Em bate-papo com o Tele.Síntese, José Ronaldo Rocha, sócio da EY, resume a edição de 2026 do MWC Barcelona como uma feira menos centrada em promessas distantes e mais voltada a aplicações já passíveis de implementação nas operações das operadoras.
Para Rocha, a mensagem-chave foi tangibilizar e trazer para a realidade os investimentos do futuro, enfatizando a importância de viabilidade econômica, retorno rápido e investimentos incrementais, em vez de ciclos de renovação abruptos.

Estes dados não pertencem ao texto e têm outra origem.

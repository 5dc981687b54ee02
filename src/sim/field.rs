//! Asteroid field
//!
//! Owns the sector grid, its visibility and the collision system, plus the
//! seeded RNG every random draw goes through. Render queries read from here
//! but never mutate simulation state.

use glam::{IVec2, Mat4, Vec3};
use rand::SeedableRng;
use rand_pcg::Pcg32;
use serde::Serialize;

use super::camera::CameraState;
use super::collision::{CollisionStats, CollisionSystem};
use super::events::EventQueue;
use super::level::{ItemKind, LevelDescriptor};
use super::player::{self, FrameTiming, PlayerState};
use super::sector::{GridShift, SectorGrid};
use super::tick::TickPhase;
use super::visibility::VisibilityField;
use crate::consts::ITEM_SIZE;
use crate::error::{CollisionFault, FieldError};
use crate::settings::FieldSettings;

/// Which model variant to draw
#[derive(Debug, Clone, Copy, PartialEq, Eq, Hash, PartialOrd, Ord, Serialize)]
pub enum ModelDetail {
    High,
    Low,
}

/// One asteroid to draw this frame
#[derive(Debug, Clone, Copy, PartialEq)]
pub struct AsteroidInstance {
    pub transform: Mat4,
    /// 1 = opaque, fades to 0 at the max view depth
    pub alpha: f32,
    pub kind: usize,
    pub detail: ModelDetail,
}

/// One decoration to draw this frame
#[derive(Debug, Clone, Copy, PartialEq)]
pub struct DecorationInstance {
    pub transform: Mat4,
    pub alpha: f32,
    pub kind: usize,
}

/// One pickup item to draw this frame
#[derive(Debug, Clone, Copy, PartialEq)]
pub struct ItemInstance {
    pub transform: Mat4,
    pub kind: ItemKind,
}

/// Running totals, refreshed every tick
#[derive(Debug, Clone, Copy, Default, PartialEq, Eq, Serialize)]
pub struct FieldStats {
    pub ticks: u64,
    pub total_asteroids: usize,
    pub visible_sectors: usize,
    pub visible_asteroids: usize,
    pub pairs_tested: u64,
    pub collisions: u64,
    pub migrations: u64,
    pub regenerated_sectors: u64,
    pub faults: u64,
}

impl FieldStats {
    pub(crate) fn absorb(&mut self, collision: CollisionStats) {
        self.pairs_tested += collision.pairs_tested;
        self.collisions += collision.collisions;
        self.migrations += collision.migrations;
        self.faults += collision.faults;
    }
}

/// Immutable view of the field published after a tick
#[derive(Debug, Clone, Default)]
pub struct FieldSnapshot {
    pub tick: u64,
    pub center: IVec2,
    pub camera: Option<CameraState>,
    pub asteroids: Vec<AsteroidInstance>,
    pub decorations: Vec<DecorationInstance>,
    pub items: Vec<ItemInstance>,
    /// Row-major sector visibility
    pub visible: Vec<bool>,
    pub stats: FieldStats,
}

/// Linear fade from 1 at `fade_start` to 0 at `max`
#[inline]
fn fade_alpha(distance: f32, fade_start: f32, max: f32) -> f32 {
    if distance > fade_start {
        1.0 - (distance - fade_start) / (max - fade_start)
    } else {
        1.0
    }
}

pub struct AsteroidField {
    settings: FieldSettings,
    level: LevelDescriptor,
    /// Uncollected items, one list per `ItemKind`
    items: [Vec<Vec3>; 5],
    grid: SectorGrid,
    visibility: VisibilityField,
    collision: CollisionSystem,
    rng: Pcg32,
    camera: CameraState,
    phase: TickPhase,
    stats: FieldStats,
}

impl AsteroidField {
    /// Build a field around the origin.
    ///
    /// Fails if the settings or the level are invalid, including when no
    /// asteroid models are available.
    pub fn new(settings: FieldSettings, level: LevelDescriptor) -> Result<Self, FieldError> {
        settings.validate()?;
        level.validate()?;

        let mut rng = Pcg32::seed_from_u64(settings.seed);
        let camera = CameraState {
            viewable_fov: settings.viewable_field_of_view(false),
            ..Default::default()
        };
        let grid = SectorGrid::new(&settings, &level, camera.position, &mut rng)?;
        let mut visibility = VisibilityField::new(grid.side());
        if let Err(fault) = visibility.refresh(&camera) {
            log::warn!("Initial visibility refresh failed: {}", fault);
        }

        let items = ItemKind::ALL.map(|kind| level.items(kind).to_vec());
        let stats = FieldStats {
            total_asteroids: grid.asteroid_count(),
            visible_sectors: visibility.visible_count(),
            ..Default::default()
        };

        log::info!(
            "Asteroid field created: seed {:#x}, level '{}', {}x{} sectors, {}x{} decoration sectors, {} asteroids",
            settings.seed,
            level.name,
            grid.side(),
            grid.side(),
            grid.small_side(),
            grid.small_side(),
            stats.total_asteroids
        );

        Ok(Self {
            settings,
            level,
            items,
            grid,
            visibility,
            collision: CollisionSystem::new(),
            rng,
            camera,
            phase: TickPhase::Idle,
            stats,
        })
    }

    /// Switch to another level and repopulate the grid around the camera
    pub fn set_level(&mut self, level: LevelDescriptor) -> Result<(), FieldError> {
        level.validate()?;
        self.grid = SectorGrid::new(&self.settings, &level, self.camera.position, &mut self.rng)?;
        self.items = ItemKind::ALL.map(|kind| level.items(kind).to_vec());
        log::info!(
            "Level '{}' loaded, {} asteroids",
            level.name,
            self.grid.asteroid_count()
        );
        self.level = level;
        self.stats.total_asteroids = self.grid.asteroid_count();
        Ok(())
    }

    // === Accessors ===

    pub fn settings(&self) -> &FieldSettings {
        &self.settings
    }

    pub fn level(&self) -> &LevelDescriptor {
        &self.level
    }

    pub fn grid(&self) -> &SectorGrid {
        &self.grid
    }

    pub fn grid_mut(&mut self) -> &mut SectorGrid {
        &mut self.grid
    }

    pub fn visibility(&self) -> &VisibilityField {
        &self.visibility
    }

    /// Camera of the last tick
    pub fn camera(&self) -> &CameraState {
        &self.camera
    }

    pub fn phase(&self) -> TickPhase {
        self.phase
    }

    pub fn stats(&self) -> FieldStats {
        self.stats
    }

    pub fn remaining_items(&self, kind: ItemKind) -> &[Vec3] {
        &self.items[kind.index()]
    }

    // === Tick steps ===

    pub(crate) fn set_phase(&mut self, phase: TickPhase) {
        self.phase = phase;
    }

    pub(crate) fn stats_mut(&mut self) -> &mut FieldStats {
        &mut self.stats
    }

    pub(crate) fn recenter_grid(&mut self, camera: &CameraState) -> Option<GridShift> {
        self.camera = *camera;
        self.grid.recenter(camera.position, &self.level, &mut self.rng)
    }

    pub(crate) fn refresh_visibility(&mut self, camera: &CameraState) -> Result<(), CollisionFault> {
        self.visibility.refresh(camera)
    }

    pub(crate) fn run_physics(&mut self) -> CollisionStats {
        self.collision
            .handle_visible_sectors(&mut self.grid, &self.visibility, &mut self.rng);
        self.collision.take_stats()
    }

    /// Advance every body in a visible sector. Returns how many moved.
    pub(crate) fn integrate_visible(&mut self, dt: f32) -> usize {
        let side = self.grid.side();
        let mut moved = 0;
        for (i, cell) in self.grid.cells_mut().iter_mut().enumerate() {
            if self.visibility.is_visible(i % side, i / side) {
                for asteroid in &mut cell.asteroids {
                    asteroid.integrate(dt);
                }
                moved += cell.asteroids.len();
            }
        }
        moved
    }

    // === Player interaction ===

    /// Player contact for this frame.
    ///
    /// Faults are logged and count as "no collision this frame".
    pub fn player_asteroid_collision(
        &mut self,
        camera: &CameraState,
        player: &mut PlayerState,
        timing: FrameTiming,
        events: &mut EventQueue,
    ) -> f32 {
        match player::player_asteroid_collision(&mut self.grid, camera, player, timing, events) {
            Ok(damage) => damage,
            Err(fault) => {
                log::warn!("Player asteroid collision skipped: {}", fault);
                self.stats.faults += 1;
                0.0
            }
        }
    }

    /// Collect items in reach of the camera
    pub fn collect_items(&mut self, camera_position: Vec3, player: &mut PlayerState, events: &mut EventQueue) -> usize {
        player::collect_items(&mut self.items, camera_position, player, events)
    }

    /// Clear the 3x3 block around the camera, used after the player dies
    pub fn kill_all_inner_sector_asteroids(&mut self) -> usize {
        let killed = self.grid.kill_inner_sectors();
        self.stats.total_asteroids = self.grid.asteroid_count();
        log::debug!("Killed {} inner sector asteroids", killed);
        killed
    }

    // === Render queries ===

    /// Asteroids of visible sectors within view depth
    pub fn asteroids_to_render(&self, camera_position: Vec3) -> Vec<AsteroidInstance> {
        let max = self.settings.max_view_depth();
        let fade = self.settings.fade_out_depth();
        let half = self.settings.half_view_depth();
        let side = self.grid.side();

        let mut instances = Vec::new();
        for (i, cell) in self.grid.cells().iter().enumerate() {
            if !self.visibility.is_visible(i % side, i / side) {
                continue;
            }
            for asteroid in &cell.asteroids {
                let distance = asteroid.position.distance(camera_position);
                if distance > max {
                    continue;
                }
                let (detail, alpha) = if distance > half {
                    (ModelDetail::Low, fade_alpha(distance, fade, max))
                } else {
                    (ModelDetail::High, 1.0)
                };
                instances.push(AsteroidInstance {
                    transform: asteroid.render_transform(),
                    alpha,
                    kind: asteroid.kind,
                    detail,
                });
            }
        }
        instances
    }

    /// Decorations whose matching full sector is visible
    pub fn decorations_to_render(&self, camera_position: Vec3) -> Vec<DecorationInstance> {
        let max = self.settings.small_view_depth();
        let fade = self.settings.small_fade_out_depth();
        let offset = self.settings.small_sector_offset();
        let small_side = self.grid.small_side();

        let mut instances = Vec::new();
        for (i, cell) in self.grid.decoration_cells().iter().enumerate() {
            let (ix, iz) = (i % small_side + offset, i / small_side + offset);
            if !self.visibility.is_visible(ix, iz) {
                continue;
            }
            for decoration in &cell.decorations {
                let distance = decoration.position.distance(camera_position);
                if distance > max {
                    continue;
                }
                instances.push(DecorationInstance {
                    transform: decoration.render_transform(),
                    alpha: fade_alpha(distance, fade, max),
                    kind: decoration.kind,
                });
            }
        }
        instances
    }

    /// Remaining items. Far items are pulled in to the view depth and shrunk.
    pub fn items_to_render(&self, camera_position: Vec3) -> Vec<ItemInstance> {
        let max = self.settings.max_view_depth();
        let mut instances = Vec::new();
        for kind in ItemKind::ALL {
            for &position in &self.items[kind.index()] {
                let distance = position.distance(camera_position);
                if distance > max * 6.0 {
                    continue;
                }
                let (size, position) = if distance > max {
                    let toward = (position - camera_position) / distance;
                    (ITEM_SIZE / (distance / max), camera_position + toward * (max - 25.0))
                } else {
                    (ITEM_SIZE, position)
                };
                instances.push(ItemInstance {
                    transform: Mat4::from_translation(position) * Mat4::from_scale(Vec3::splat(size)),
                    kind,
                });
            }
        }
        instances
    }

    /// Build an immutable snapshot for the render side
    pub fn snapshot(&self) -> FieldSnapshot {
        let position = self.camera.position;
        FieldSnapshot {
            tick: self.stats.ticks,
            center: self.grid.center(),
            camera: Some(self.camera),
            asteroids: self.asteroids_to_render(position),
            decorations: self.decorations_to_render(position),
            items: self.items_to_render(position),
            visible: self.visibility.visible_flags().to_vec(),
            stats: self.stats,
        }
    }
}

A IA foi o tema dominante, mas desta vez em aplicações concretas ligadas à automação da operação, apoio à decisão e gestão de rede. O executivo aponta que as soluções apresentadas refletiram o dia a dia das operadoras e de seus clientes corporativos, com robôs e drones em papel menos proeminente, porém ainda presente como apoio visual.
O avanço de agentes autônomos reacende discussões sobre governança, segurança cibernética e explicabilidade dos modelos. Rocha afirma que a adoção mais ampla da IA dependerá de limites claros sobre o que a IA pode decidir sozinha e de mecanismos para rastrear falhas e vieses.

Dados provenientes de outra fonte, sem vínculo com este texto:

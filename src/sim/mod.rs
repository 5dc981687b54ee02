//! Deterministic asteroid field simulation
//!
//! All field logic lives here. This module stays free of threading and
//! rendering concerns:
//! - Seeded RNG only
//! - Stable iteration order (row-major sector cells)
//! - Per-tick faults are absorbed, never propagated as panics

pub mod asteroid;
pub mod camera;
pub mod collision;
pub mod decoration;
pub mod events;
pub mod field;
pub mod level;
pub mod player;
pub mod sector;
pub mod tick;
pub mod visibility;

pub use asteroid::{AsteroidBody, SpawnRoll};
pub use camera::CameraState;
pub use collision::{CollisionStats, CollisionSystem, reflect_velocity, resolve_collision};
pub use decoration::SmallDecorationBody;
pub use events::{EventQueue, FieldEvent};
pub use field::{
    AsteroidField, AsteroidInstance, DecorationInstance, FieldSnapshot, FieldStats, ItemInstance,
    ModelDetail,
};
pub use level::{ItemKind, LevelDescriptor};
pub use player::{FrameTiming, PlayerState, collect_items, player_asteroid_collision};
pub use sector::{DecorationSector, GridShift, Sector, SectorGrid, SectorId};
pub use tick::{TickInput, TickPhase, TickReport, tick};
pub use visibility::VisibilityField;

Outro eixo importante foi a monetização das novas redes, cada vez mais centrada no segmento B2B. Segundo o executivo, as operadoras estão expandindo receitas com ofertas que combinam conectividade, automação e processamento de dados para setores como indústria, agro, mineração, governo e missões críticas, com soluções integradas de ponta a ponta.
O Brasil chegou ao MWC 2026 com presença ampliada e uma rede 5G em evolução que já chama a atenção quando comparada a mercados europeus, onde ainda há esforço para implantar o 5G SA. Rocha também comentou a menor ênfase em temas como satélites e direct-to-device, sinalizando que há ainda pouco delineamento comercial para essas frentes.